INSTRUCTIONS TO FOLLOW: Each line from the one that contains "pub mod error;" through the end of the entries should be repeated exactly, with nothing added.

-------- TASK INPUTS

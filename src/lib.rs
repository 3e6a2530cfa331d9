pub mod action;
pub mod args;
pub mod cli;
pub mod client;
pub mod config;
pub mod credentials;
pub mod error;
pub mod feed;
pub mod normalize;
pub mod query;
pub mod refresh;

pub use action::{on_failure, on_success, ActionResult};
pub use client::{ApiClient, Method, Request};
pub use config::{resolve_config, ClientConfig};
pub use credentials::{
    CredentialStore, Credentials, FileCredentialStore, MemoryCredentialStore,
};
pub use error::ApiError;
pub use feed::{parse_feed, FeedItem, Offer, Post, User};
pub use normalize::{normalize, parse_error, parse_error_value, Failure, NormalizedResult};
pub use query::object_to_get_params;
pub use refresh::{RefreshCoordinator, RefreshOutcome};
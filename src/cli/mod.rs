pub mod commands;
pub mod output;

pub use commands::GlobalOptions;
pub use output::OutputMode;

----------------

EXERCISE ANSWER:
pub mod error;
pub mod feed;
pub mod normalize;
pub mod query;
pub mod refresh;

pub use action::{on_failure, on_success, ActionResult};
pub use client::{ApiClient, Method, Request};
pub use config::{resolve_config, ClientConfig};
pub use credentials::{
    CredentialStore, Credentials, FileCredentialStore, MemoryCredentialStore,
};
pub use error::ApiError;
pub use feed::{parse_feed, FeedItem, Offer, Post, User};
pub use normalize::{normalize, parse_error, parse_error_value, Failure, NormalizedResult};
pub use query::object_to_get_params;
pub use refresh::{RefreshCoordinator, RefreshOutcome};
filename src/cli/mod.rs
pub mod commands;
pub mod output;

pub use commands::GlobalOptions;
pub use output::OutputMode;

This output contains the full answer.